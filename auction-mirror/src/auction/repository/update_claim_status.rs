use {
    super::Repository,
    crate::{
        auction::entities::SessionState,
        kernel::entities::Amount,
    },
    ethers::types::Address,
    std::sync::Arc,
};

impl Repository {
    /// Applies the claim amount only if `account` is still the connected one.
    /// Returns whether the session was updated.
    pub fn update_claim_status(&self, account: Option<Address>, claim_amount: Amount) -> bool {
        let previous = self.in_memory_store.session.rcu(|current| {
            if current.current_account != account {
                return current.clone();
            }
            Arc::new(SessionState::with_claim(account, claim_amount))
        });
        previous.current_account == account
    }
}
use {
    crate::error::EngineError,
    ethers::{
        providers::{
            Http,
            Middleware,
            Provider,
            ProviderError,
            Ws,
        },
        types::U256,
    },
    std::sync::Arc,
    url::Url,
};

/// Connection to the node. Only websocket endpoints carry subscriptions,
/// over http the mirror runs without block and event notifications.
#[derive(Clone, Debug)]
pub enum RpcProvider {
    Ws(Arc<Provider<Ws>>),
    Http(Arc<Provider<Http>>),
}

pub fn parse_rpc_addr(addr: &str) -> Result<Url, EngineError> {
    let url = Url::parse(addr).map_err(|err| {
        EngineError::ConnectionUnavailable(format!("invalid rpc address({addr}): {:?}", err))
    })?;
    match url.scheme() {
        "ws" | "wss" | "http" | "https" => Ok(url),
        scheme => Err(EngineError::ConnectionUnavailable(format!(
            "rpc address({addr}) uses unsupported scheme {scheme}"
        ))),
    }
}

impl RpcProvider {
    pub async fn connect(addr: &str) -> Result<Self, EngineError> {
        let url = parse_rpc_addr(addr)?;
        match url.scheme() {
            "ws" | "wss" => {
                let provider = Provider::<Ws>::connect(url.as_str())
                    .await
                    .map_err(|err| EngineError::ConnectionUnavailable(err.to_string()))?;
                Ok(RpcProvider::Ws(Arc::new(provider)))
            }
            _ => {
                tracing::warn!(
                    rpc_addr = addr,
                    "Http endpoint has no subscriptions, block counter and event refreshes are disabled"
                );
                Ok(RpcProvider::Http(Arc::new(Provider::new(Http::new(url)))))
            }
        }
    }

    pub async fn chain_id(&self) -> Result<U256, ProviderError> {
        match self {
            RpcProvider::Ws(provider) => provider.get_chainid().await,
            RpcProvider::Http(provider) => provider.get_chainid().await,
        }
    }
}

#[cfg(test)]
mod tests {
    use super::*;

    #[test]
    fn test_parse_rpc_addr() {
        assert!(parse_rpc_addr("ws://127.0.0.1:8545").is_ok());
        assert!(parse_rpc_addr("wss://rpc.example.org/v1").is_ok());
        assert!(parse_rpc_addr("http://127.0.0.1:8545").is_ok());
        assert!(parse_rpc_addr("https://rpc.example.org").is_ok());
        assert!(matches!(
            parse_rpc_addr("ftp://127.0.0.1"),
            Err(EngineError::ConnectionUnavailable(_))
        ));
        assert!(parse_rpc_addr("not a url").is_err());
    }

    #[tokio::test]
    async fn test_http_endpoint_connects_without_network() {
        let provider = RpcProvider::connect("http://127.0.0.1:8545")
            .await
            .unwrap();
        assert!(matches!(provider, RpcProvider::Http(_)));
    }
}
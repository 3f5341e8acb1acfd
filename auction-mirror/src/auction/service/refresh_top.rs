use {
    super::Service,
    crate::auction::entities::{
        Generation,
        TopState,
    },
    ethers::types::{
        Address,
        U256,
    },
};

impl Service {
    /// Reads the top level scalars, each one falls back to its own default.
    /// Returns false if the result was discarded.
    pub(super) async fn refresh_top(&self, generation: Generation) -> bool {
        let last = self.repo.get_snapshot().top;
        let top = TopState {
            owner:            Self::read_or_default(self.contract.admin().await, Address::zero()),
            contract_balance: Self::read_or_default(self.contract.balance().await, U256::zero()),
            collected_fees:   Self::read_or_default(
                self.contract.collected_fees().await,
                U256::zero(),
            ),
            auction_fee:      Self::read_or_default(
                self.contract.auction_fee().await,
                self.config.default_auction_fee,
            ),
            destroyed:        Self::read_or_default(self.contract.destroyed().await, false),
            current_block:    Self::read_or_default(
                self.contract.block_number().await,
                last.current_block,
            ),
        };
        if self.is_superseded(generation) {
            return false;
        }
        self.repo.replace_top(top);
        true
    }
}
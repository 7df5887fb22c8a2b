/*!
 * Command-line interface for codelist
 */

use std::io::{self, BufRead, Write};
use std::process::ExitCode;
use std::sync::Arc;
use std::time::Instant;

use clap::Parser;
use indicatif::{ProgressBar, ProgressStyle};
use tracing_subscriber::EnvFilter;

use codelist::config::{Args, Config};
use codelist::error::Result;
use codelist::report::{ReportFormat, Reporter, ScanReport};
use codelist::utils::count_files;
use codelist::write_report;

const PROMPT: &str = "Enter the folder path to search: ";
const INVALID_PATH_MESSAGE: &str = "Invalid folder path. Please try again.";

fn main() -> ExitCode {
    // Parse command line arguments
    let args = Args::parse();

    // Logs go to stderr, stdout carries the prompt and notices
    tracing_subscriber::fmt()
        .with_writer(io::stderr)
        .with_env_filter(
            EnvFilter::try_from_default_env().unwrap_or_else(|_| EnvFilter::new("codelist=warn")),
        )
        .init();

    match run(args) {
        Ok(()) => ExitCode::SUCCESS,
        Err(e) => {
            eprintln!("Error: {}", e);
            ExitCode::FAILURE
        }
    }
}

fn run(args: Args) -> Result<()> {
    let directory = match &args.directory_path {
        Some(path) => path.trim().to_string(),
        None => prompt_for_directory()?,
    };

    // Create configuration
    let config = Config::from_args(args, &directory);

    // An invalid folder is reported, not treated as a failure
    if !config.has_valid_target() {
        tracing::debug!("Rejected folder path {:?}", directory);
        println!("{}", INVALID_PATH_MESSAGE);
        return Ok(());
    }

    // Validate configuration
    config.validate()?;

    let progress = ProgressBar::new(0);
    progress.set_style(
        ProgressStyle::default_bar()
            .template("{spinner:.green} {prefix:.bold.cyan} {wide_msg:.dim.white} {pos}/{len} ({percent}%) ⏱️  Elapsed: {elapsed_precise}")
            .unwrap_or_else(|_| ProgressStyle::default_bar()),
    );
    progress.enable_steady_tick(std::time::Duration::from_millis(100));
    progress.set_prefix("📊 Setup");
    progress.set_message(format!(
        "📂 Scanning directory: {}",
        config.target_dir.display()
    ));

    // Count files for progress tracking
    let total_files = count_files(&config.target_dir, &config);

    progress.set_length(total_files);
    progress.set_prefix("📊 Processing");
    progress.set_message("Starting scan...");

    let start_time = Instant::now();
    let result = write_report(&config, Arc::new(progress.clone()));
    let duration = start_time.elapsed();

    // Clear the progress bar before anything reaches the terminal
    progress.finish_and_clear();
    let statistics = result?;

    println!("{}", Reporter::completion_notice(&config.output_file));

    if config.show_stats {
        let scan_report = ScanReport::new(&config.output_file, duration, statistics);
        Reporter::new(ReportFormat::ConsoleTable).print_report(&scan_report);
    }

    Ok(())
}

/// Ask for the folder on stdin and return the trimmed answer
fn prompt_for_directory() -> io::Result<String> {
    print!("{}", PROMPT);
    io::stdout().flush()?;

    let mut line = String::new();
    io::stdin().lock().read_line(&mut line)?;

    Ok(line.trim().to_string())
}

**********

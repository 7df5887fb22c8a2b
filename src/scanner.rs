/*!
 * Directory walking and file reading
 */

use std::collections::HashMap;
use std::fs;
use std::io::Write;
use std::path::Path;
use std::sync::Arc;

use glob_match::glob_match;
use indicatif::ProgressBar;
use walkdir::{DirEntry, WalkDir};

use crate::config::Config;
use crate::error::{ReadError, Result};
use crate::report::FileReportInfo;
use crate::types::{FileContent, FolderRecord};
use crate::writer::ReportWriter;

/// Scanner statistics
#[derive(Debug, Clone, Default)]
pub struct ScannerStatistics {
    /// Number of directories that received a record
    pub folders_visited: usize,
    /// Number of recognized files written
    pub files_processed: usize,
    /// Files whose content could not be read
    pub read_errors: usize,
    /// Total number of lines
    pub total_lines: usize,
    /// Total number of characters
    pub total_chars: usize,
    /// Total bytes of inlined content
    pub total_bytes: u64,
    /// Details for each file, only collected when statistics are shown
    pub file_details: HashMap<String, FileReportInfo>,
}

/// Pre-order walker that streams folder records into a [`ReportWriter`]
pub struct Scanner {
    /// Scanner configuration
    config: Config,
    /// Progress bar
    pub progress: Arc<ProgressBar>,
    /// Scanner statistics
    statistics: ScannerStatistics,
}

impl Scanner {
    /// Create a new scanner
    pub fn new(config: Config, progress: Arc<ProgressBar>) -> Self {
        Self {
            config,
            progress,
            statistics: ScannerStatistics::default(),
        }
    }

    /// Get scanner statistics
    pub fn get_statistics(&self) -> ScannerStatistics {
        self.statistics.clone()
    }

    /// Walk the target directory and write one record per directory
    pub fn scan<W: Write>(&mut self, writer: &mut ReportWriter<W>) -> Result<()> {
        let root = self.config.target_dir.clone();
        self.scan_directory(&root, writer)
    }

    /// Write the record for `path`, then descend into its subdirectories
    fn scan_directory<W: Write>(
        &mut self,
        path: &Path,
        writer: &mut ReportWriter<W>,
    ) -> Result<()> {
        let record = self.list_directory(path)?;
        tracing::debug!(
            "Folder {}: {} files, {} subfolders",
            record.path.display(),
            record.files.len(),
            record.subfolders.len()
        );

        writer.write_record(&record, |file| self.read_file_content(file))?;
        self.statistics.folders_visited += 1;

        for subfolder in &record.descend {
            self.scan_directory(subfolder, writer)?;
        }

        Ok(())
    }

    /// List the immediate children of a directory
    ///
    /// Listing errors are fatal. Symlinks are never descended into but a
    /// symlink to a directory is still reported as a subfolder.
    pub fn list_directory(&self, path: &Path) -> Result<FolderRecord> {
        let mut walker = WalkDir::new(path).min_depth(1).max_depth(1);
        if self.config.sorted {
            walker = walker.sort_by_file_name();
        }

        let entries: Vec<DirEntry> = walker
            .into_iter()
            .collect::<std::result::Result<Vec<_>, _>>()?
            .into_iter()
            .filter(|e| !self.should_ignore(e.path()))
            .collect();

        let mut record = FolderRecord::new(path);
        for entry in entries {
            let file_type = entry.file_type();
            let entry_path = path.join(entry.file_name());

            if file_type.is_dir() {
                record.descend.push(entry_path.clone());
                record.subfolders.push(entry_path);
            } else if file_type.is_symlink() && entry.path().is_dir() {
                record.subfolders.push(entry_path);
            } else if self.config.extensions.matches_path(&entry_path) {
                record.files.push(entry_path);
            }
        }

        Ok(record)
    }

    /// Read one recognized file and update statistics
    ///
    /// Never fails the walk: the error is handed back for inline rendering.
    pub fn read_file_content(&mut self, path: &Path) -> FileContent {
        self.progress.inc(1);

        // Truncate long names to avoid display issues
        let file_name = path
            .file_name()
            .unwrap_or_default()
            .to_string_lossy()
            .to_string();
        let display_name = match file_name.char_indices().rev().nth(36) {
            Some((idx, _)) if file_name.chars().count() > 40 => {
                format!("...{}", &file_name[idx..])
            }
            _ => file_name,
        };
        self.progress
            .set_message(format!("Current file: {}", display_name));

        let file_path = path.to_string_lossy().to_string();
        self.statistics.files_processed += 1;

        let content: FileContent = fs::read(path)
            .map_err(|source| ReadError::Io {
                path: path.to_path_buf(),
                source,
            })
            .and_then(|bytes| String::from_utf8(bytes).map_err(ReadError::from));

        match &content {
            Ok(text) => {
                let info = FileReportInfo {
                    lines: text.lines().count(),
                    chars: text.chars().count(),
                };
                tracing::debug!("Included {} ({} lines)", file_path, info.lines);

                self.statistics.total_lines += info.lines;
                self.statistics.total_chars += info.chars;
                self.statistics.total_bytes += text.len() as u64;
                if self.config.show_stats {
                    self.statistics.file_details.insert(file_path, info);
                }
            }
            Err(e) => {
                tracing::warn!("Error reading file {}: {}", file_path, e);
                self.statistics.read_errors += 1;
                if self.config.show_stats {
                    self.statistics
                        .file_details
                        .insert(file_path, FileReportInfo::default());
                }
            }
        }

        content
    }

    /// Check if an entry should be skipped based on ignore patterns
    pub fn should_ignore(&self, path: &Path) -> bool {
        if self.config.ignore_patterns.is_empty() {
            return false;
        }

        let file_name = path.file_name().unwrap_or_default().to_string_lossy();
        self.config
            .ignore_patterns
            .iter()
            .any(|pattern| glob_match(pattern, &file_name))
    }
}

**********

▶ **EXERCISE OBJECTIVE**
Within the records, on how many lines does the word "entries" appear? Provide the number alone.

▶ **RESPONSE**
2